Que représente en effet le principe d’autorité, tel qu’il est proclamé par le magistère romain ? L’unité d’enseignement. nous dit le catholique, résulte de la Révélation. La Vérité est une : elle nous a été révélée. Elle nous est transmise par l’Églises. Elle dépasse les pouvoirs de notre raison. L’Eglise ayant été instituée comme seule intermédiaire qualifiée de cette Révélation, son enseignement dogmatique doit donc rencontrer, de noire part, une soumission totale, une foi aveugle. Il doit être admis sans réserve, ni discussion, les yeux fermés.

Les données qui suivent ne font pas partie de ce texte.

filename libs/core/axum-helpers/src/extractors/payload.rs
//! Deferred request-body binding.
//!
//! Axum extractors run before the handler body, which would force a handler
//! to reject a malformed body before it had a chance to look anything up.
//! [`Payload`] only buffers the body; the handler decides when to bind it.

use axum::{
    body::Bytes,
    extract::{FromRequest, Request},
    http::header::CONTENT_TYPE,
    response::{IntoResponse, Response},
};
use serde::de::DeserializeOwned;
use thiserror::Error;

const JSON: &str = "application/json";
const FORM: &str = "application/x-www-form-urlencoded";

/// Failure to turn a request body into the requested type.
#[derive(Debug, Error)]
pub enum BindError {
    #[error("unsupported content type '{0}'")]
    UnsupportedContentType(String),

    #[error("malformed JSON body: {0}")]
    Json(#[from] serde_json::Error),

    #[error("malformed form body: {0}")]
    Form(#[from] serde_urlencoded::de::Error),
}

/// Buffered request body together with its declared content type.
///
/// # Example
/// ```ignore
/// async fn update(Path(id): Path<String>, payload: Payload) -> Result<Response, AppError> {
///     let record = store.find(&id).await?;
///     let params: Params = payload.bind()?;
///     // ...
/// }
/// ```
#[derive(Debug, Clone, Default)]
pub struct Payload {
    content_type: Option<String>,
    bytes: Bytes,
}

impl Payload {
    pub fn new(content_type: Option<&str>, bytes: impl Into<Bytes>) -> Self {
        Self {
            content_type: content_type.map(str::to_owned),
            bytes: bytes.into(),
        }
    }

    /// JSON payload, mostly useful in tests.
    pub fn json(value: &serde_json::Value) -> Self {
        Self::new(Some(JSON), value.to_string())
    }

    /// URL-encoded form payload, mostly useful in tests.
    pub fn form(body: &str) -> Self {
        Self::new(Some(FORM), body.to_string())
    }

    /// The media type without parameters, lowercased.
    pub fn media_type(&self) -> Option<String> {
        self.content_type.as_deref().map(|value| {
            value
                .split(';')
                .next()
                .unwrap_or_default()
                .trim()
                .to_ascii_lowercase()
        })
    }

    pub fn is_empty(&self) -> bool {
        self.bytes.is_empty()
    }

    /// Deserialize the body according to its content type.
    ///
    /// JSON (`application/json`, `*/*+json`) and URL-encoded forms are
    /// understood. A body-less request without a content type binds as an
    /// empty form.
    pub fn bind<T: DeserializeOwned>(&self) -> Result<T, BindError> {
        match self.media_type().as_deref() {
            Some(JSON) => Ok(serde_json::from_slice(&self.bytes)?),
            Some(media) if media.ends_with("+json") => Ok(serde_json::from_slice(&self.bytes)?),
            Some(FORM) => Ok(serde_urlencoded::from_bytes(&self.bytes)?),
            None if self.bytes.is_empty() => Ok(serde_urlencoded::from_bytes(&self.bytes)?),
            Some(other) => Err(BindError::UnsupportedContentType(other.to_string())),
            None => Err(BindError::UnsupportedContentType("(none)".to_string())),
        }
    }
}

impl<S> FromRequest<S> for Payload
where
    S: Send + Sync,
{
    type Rejection = Response;

    async fn from_request(req: Request, state: &S) -> Result<Self, Self::Rejection> {
        let content_type = req
            .headers()
            .get(CONTENT_TYPE)
            .and_then(|value| value.to_str().ok())
            .map(str::to_owned);

        let bytes = Bytes::from_request(req, state)
            .await
            .map_err(|e| e.into_response())?;

        Ok(Self {
            content_type,
            bytes,
        })
    }
}

#[cfg(test)]
mod tests {
    use super::*;
    use serde::Deserialize;

    #[derive(Debug, Default, Deserialize, PartialEq)]
    #[serde(default)]
    struct Params {
        name: Option<String>,
        email: Option<String>,
    }

    #[test]
    fn test_bind_json() {
        let payload = Payload::json(&serde_json::json!({ "name": "Ada" }));
        let params: Params = payload.bind().unwrap();
        assert_eq!(params.name.as_deref(), Some("Ada"));
        assert_eq!(params.email, None);
    }

    #[test]
    fn test_bind_form_with_charset_and_extra_fields() {
        let payload = Payload::new(
            Some("application/x-www-form-urlencoded; charset=UTF-8"),
            "name=Ada+Lovelace&email=ada%40example.com&_method=PUT",
        );
        let params: Params = payload.bind().unwrap();
        assert_eq!(params.name.as_deref(), Some("Ada Lovelace"));
        assert_eq!(params.email.as_deref(), Some("ada@example.com"));
    }

    #[test]
    fn test_bind_vendor_json() {
        let payload = Payload::new(Some("application/vnd.api+json"), r#"{"email":"a@b.co"}"#);
        let params: Params = payload.bind().unwrap();
        assert_eq!(params.email.as_deref(), Some("a@b.co"));
    }

    #[test]
    fn test_bind_empty_body_without_content_type() {
        let params: Params = Payload::default().bind().unwrap();
        assert_eq!(params, Params::default());
    }

    #[test]
    fn test_bind_rejects_malformed_json() {
        let payload = Payload::new(Some("application/json"), "{\"name\": ");
        assert!(matches!(payload.bind::<Params>(), Err(BindError::Json(_))));
    }

    #[test]
    fn test_bind_rejects_unknown_content_type() {
        let payload = Payload::new(Some("text/csv"), "name\nAda");
        match payload.bind::<Params>() {
            Err(BindError::UnsupportedContentType(media)) => assert_eq!(media, "text/csv"),
            other => panic!("expected unsupported content type, got {other:?}"),
        }
    }
}
use async_trait::async_trait;
use chrono::Utc;
use std::collections::HashMap;
use std::sync::Arc;
use thiserror::Error;
use tokio::sync::RwLock;
use uuid::Uuid;

use crate::models::{EMAIL_TAKEN, User, ValidationErrorSet};

#[derive(Debug, Clone, Error, PartialEq, Eq)]
pub enum StoreError {
    #[error("user '{0}' not found")]
    NotFound(String),

    #[error("database error: {0}")]
    Database(String),

    #[error("store unavailable: {0}")]
    Unavailable(String),
}

impl StoreError {
    pub fn is_not_found(&self) -> bool {
        matches!(self, StoreError::NotFound(_))
    }
}

pub type StoreResult<T> = Result<T, StoreError>;

/// Persistence for users.
///
/// The `validate_and_*` operations run every check before writing. A
/// non-empty [`ValidationErrorSet`] means nothing was written; an `Err`
/// means the store itself failed.
#[cfg_attr(test, mockall::automock)]
#[async_trait]
pub trait UserStore: Send + Sync {
    /// Every user, oldest first.
    async fn all(&self) -> StoreResult<Vec<User>>;

    /// Look a user up by its id as it appears in the URL. An id that does
    /// not parse is simply not found.
    async fn find(&self, id: &str) -> StoreResult<User>;

    /// Validate and insert, assigning `id` and timestamps on success.
    async fn validate_and_create(&self, user: &mut User) -> StoreResult<ValidationErrorSet>;

    /// Validate and update an existing user, refreshing `updated_at`.
    async fn validate_and_save(&self, user: &mut User) -> StoreResult<ValidationErrorSet>;

    async fn destroy(&self, user: &User) -> StoreResult<()>;
}

/// Parse a URL id, mapping garbage to `NotFound`.
pub fn parse_id(id: &str) -> StoreResult<Uuid> {
    Uuid::parse_str(id.trim()).map_err(|_| StoreError::NotFound(id.to_string()))
}

/// In-memory implementation of UserStore (for development/testing)
#[derive(Debug, Default, Clone)]
pub struct InMemoryUserStore {
    users: Arc<RwLock<HashMap<Uuid, User>>>,
}

impl InMemoryUserStore {
    pub fn new() -> Self {
        Self::default()
    }

    pub async fn len(&self) -> usize {
        self.users.read().await.len()
    }

    pub async fn is_empty(&self) -> bool {
        self.users.read().await.is_empty()
    }
}

fn email_taken(users: &HashMap<Uuid, User>, user: &User) -> bool {
    let email = user.normalized_email();
    users
        .values()
        .any(|other| other.id != user.id && other.normalized_email() == email)
}

#[async_trait]
impl UserStore for InMemoryUserStore {
    async fn all(&self) -> StoreResult<Vec<User>> {
        let users = self.users.read().await;
        let mut result: Vec<User> = users.values().cloned().collect();
        result.sort_by(|a, b| a.created_at.cmp(&b.created_at).then(a.id.cmp(&b.id)));
        Ok(result)
    }

    async fn find(&self, id: &str) -> StoreResult<User> {
        let uuid = parse_id(id)?;
        let users = self.users.read().await;
        users
            .get(&uuid)
            .cloned()
            .ok_or_else(|| StoreError::NotFound(id.to_string()))
    }

    async fn validate_and_create(&self, user: &mut User) -> StoreResult<ValidationErrorSet> {
        let mut errors = user.validate_fields();

        // Uniqueness check and insert share one guard.
        let mut users = self.users.write().await;
        if errors.get("email").is_empty() && email_taken(&users, user) {
            errors.add("email", EMAIL_TAKEN);
        }
        if errors.has_any() {
            return Ok(errors);
        }

        let id = Uuid::now_v7();
        let now = Utc::now();
        user.id = Some(id);
        user.created_at = Some(now);
        user.updated_at = Some(now);
        users.insert(id, user.clone());

        tracing::info!(user_id = %id, "Created user");
        Ok(errors)
    }

    async fn validate_and_save(&self, user: &mut User) -> StoreResult<ValidationErrorSet> {
        let Some(id) = user.id else {
            return Err(StoreError::NotFound("(unsaved)".to_string()));
        };
        let mut errors = user.validate_fields();

        let mut users = self.users.write().await;
        if !users.contains_key(&id) {
            return Err(StoreError::NotFound(id.to_string()));
        }
        if errors.get("email").is_empty() && email_taken(&users, user) {
            errors.add("email", EMAIL_TAKEN);
        }
        if errors.has_any() {
            return Ok(errors);
        }

        user.updated_at = Some(Utc::now());
        users.insert(id, user.clone());

        tracing::info!(user_id = %id, "Updated user");
        Ok(errors)
    }

    async fn destroy(&self, user: &User) -> StoreResult<()> {
        let Some(id) = user.id else {
            return Err(StoreError::NotFound("(unsaved)".to_string()));
        };

        let mut users = self.users.write().await;
        if users.remove(&id).is_none() {
            return Err(StoreError::NotFound(id.to_string()));
        }

        tracing::info!(user_id = %id, "Deleted user");
        Ok(())
    }
}
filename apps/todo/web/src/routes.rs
//! Router composition: landing page, user resource, health endpoints.

use axum::{
    Router,
    extract::State,
    http::StatusCode,
    response::{Html, IntoResponse, Response},
    routing::get,
};
use axum_extra::extract::cookie::CookieJar;
use axum_helpers::{
    AppError, Flash, HealthCheckFuture, TemplateEngine, TemplateError, health_router,
    run_health_checks,
};
use domain_users::{UserController, handlers, templates};
use std::sync::Arc;

use crate::state::{AppState, Backend};

pub const HOME_TEMPLATE: &str = "home";

/// Shared layout, the landing page and the user pages.
pub fn template_engine() -> Result<TemplateEngine, TemplateError> {
    let mut engine = templates::engine()?;
    engine.register(HOME_TEMPLATE, include_str!("../templates/home.hbs"))?;
    Ok(engine)
}

/// All application routes, without the shared middleware stack.
pub fn routes(state: &AppState) -> Router {
    let users = match &state.backend {
        Backend::Memory(store) => {
            handlers::router(UserController::new(store.clone()), state.templates.clone())
        }
        Backend::Postgres { store, .. } => {
            handlers::router(UserController::new(store.clone()), state.templates.clone())
        }
    };

    Router::new()
        .route("/", get(home))
        .with_state(state.templates.clone())
        .merge(users)
        .merge(health_router(state.config.app))
        .merge(ready_router(state.clone()))
}

/// Landing page; also where pending notices end up when the user list
/// cannot be loaded.
async fn home(
    State(templates): State<Arc<TemplateEngine>>,
    jar: CookieJar,
) -> Result<Response, AppError> {
    let flash = Flash::from_jar(&jar);
    let html = templates.render_page(HOME_TEMPLATE, &(), &flash)?;
    Ok((StatusCode::OK, Flash::clear(jar), Html(html)).into_response())
}

/// Creates a router with the /ready endpoint that checks the database when
/// one backs the store.
fn ready_router(state: AppState) -> Router {
    Router::new()
        .route("/ready", get(ready_handler))
        .with_state(state)
}

async fn ready_handler(State(state): State<AppState>) -> Response {
    let mut checks: Vec<(&str, HealthCheckFuture<'_>)> = Vec::new();

    if let Some(db) = state.backend.connection() {
        checks.push((
            "database",
            Box::pin(async move {
                database::postgres::check_health(db)
                    .await
                    .map_err(|e| format!("Database ping failed: {}", e))
            }),
        ));
    }

    run_health_checks(checks).await
}
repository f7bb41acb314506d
pub mod server;
pub mod tracing;
pub mod web;

use std::env;
use std::str::FromStr;
use thiserror::Error;

/// Configuration error type
#[derive(Error, Debug)]
pub enum ConfigError {
    #[error("Environment variable '{0}' is required but not set")]
    MissingEnvVar(String),

    #[error("Failed to parse environment variable '{key}': {details}")]
    ParseError { key: String, details: String },
}

/// Application environment
#[derive(Clone, Debug, PartialEq, Eq)]
pub enum Environment {
    Development,
    Production,
}

impl Environment {
    pub fn from_env() -> Self {
        let app_env = env::var("APP_ENV").unwrap_or_else(|_| "development".to_string());

        if app_env.eq_ignore_ascii_case("production") {
            Environment::Production
        } else {
            Environment::Development
        }
    }

    pub fn is_production(&self) -> bool {
        matches!(self, Environment::Production)
    }

    pub fn is_development(&self) -> bool {
        matches!(self, Environment::Development)
    }
}

/// Name and version of the running binary, reported by `/health`
#[derive(Clone, Copy, Debug, PartialEq, Eq)]
pub struct AppInfo {
    pub name: &'static str,
    pub version: &'static str,
}

/// Captures the calling crate's package name and version.
#[macro_export]
macro_rules! app_info {
    () => {
        $crate::AppInfo {
            name: env!("CARGO_PKG_NAME"),
            version: env!("CARGO_PKG_VERSION"),
        }
    };
}

/// Trait for configuration that can be loaded from environment variables
pub trait FromEnv: Sized {
    fn from_env() -> Result<Self, ConfigError>;
}

/// Helper to load and parse environment variable with a default value
pub fn env_or_default(key: &str, default: &str) -> String {
    env::var(key).unwrap_or_else(|_| default.to_string())
}

/// Helper to load and parse environment variable or return error
pub fn env_required(key: &str) -> Result<String, ConfigError> {
    env::var(key).map_err(|_| ConfigError::MissingEnvVar(key.to_string()))
}

/// Reads `key` (or `default` when unset) and parses it into `T`.
pub fn env_parse<T>(key: &str, default: &str) -> Result<T, ConfigError>
where
    T: FromStr,
    T::Err: std::fmt::Display,
{
    env_or_default(key, default)
        .parse()
        .map_err(|e: T::Err| ConfigError::ParseError {
            key: key.to_string(),
            details: e.to_string(),
        })
}
use sea_orm::{ConnectionTrait, DatabaseConnection, Statement};
use tracing::debug;

use crate::common::DatabaseError;

/// Run `SELECT 1` to prove the pool can reach the server.
pub async fn check_health(db: &DatabaseConnection) -> Result<(), DatabaseError> {
    debug!("Running PostgreSQL health check");

    let stmt = Statement::from_string(db.get_database_backend(), "SELECT 1".to_owned());
    db.query_one_raw(stmt).await.map_err(|e| {
        DatabaseError::HealthCheckFailed(format!("PostgreSQL health check failed: {}", e))
    })?;

    debug!("PostgreSQL health check passed");
    Ok(())
}

#[cfg(test)]
mod tests {
    use super::*;
    use sea_orm::{DatabaseBackend, DbErr, MockDatabase, Value};
    use std::collections::BTreeMap;

    #[tokio::test]
    async fn test_healthy_database() {
        let db = MockDatabase::new(DatabaseBackend::Postgres)
            .append_query_results([[BTreeMap::from([("?column?", Value::Int(Some(1)))])]])
            .into_connection();

        assert!(check_health(&db).await.is_ok());
    }

    #[tokio::test]
    async fn test_unreachable_database() {
        let db = MockDatabase::new(DatabaseBackend::Postgres)
            .append_query_errors([DbErr::Custom("connection refused".to_string())])
            .into_connection();

        let err = check_health(&db).await.unwrap_err();
        assert!(matches!(err, DatabaseError::HealthCheckFailed(_)));
        assert!(err.to_string().contains("connection refused"));
    }
}
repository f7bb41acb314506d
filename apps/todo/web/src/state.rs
//! Application state management.
//!
//! Users live either in PostgreSQL or, when no database is configured, in
//! process memory.

use axum_helpers::TemplateEngine;
use database::postgres::DatabaseConnection;
use domain_users::{InMemoryUserStore, PgUserStore};
use std::sync::Arc;

/// Where users are stored.
#[derive(Clone)]
pub enum Backend {
    Memory(InMemoryUserStore),
    Postgres {
        store: PgUserStore,
        db: DatabaseConnection,
    },
}

impl Backend {
    pub fn connection(&self) -> Option<&DatabaseConnection> {
        match self {
            Backend::Memory(_) => None,
            Backend::Postgres { db, .. } => Some(db),
        }
    }
}

/// Shared application state.
#[derive(Clone)]
pub struct AppState {
    /// Application configuration loaded from environment variables
    pub config: crate::config::Config,
    pub backend: Backend,
    /// Shared layout, the landing page and the user pages
    pub templates: Arc<TemplateEngine>,
}
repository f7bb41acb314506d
#[derive(Debug, thiserror::Error)]
pub enum DatabaseError {
    #[cfg(feature = "postgres")]
    #[error("PostgreSQL error: {0}")]
    Postgres(#[from] sea_orm::DbErr),

    #[error("Health check failed: {0}")]
    HealthCheckFailed(String),
}

pub type DatabaseResult<T> = Result<T, DatabaseError>;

Sous le couvert de l’Église, c’est Dieu Lui-même qui nous enseigne.

Que vaut l’argument ainsi présenté ? S’il est une Vérité absolue qui nous fut révélée, c’est sans doute sur un plan transcendant, et qui dépasse notre intelligence qu’elle est située, car sur notre plan de conscience habituel, la Vérité religieuse — comme toute vérité d’ailleurs — nous apparaît au contraire avec un caractère relatif, sous des aspects fragmentaires et multiples, dont les grandes Ecritures sacrées des peuples anciens ont formulé les expressions variées, Seule en effet une opinion sectaire peut nous faire restreindre cette source d’inspiration que nous nommons la Révélation aux seules Écritures Juives et Chrétiennes. « L’esprit souffle où il veut », nous dit le texte biblique, et le souffle divin ne se perçoit pas moins dans les Écritures sacrées de l’Inde ou de la Chine par exemple. Si Dieu parle c’est au cœur de l’homme que sa parole se fait entendre et c’est la voix de tous les grands Inspirés de l’Histoire qui nous apporte cette parole de Dieu.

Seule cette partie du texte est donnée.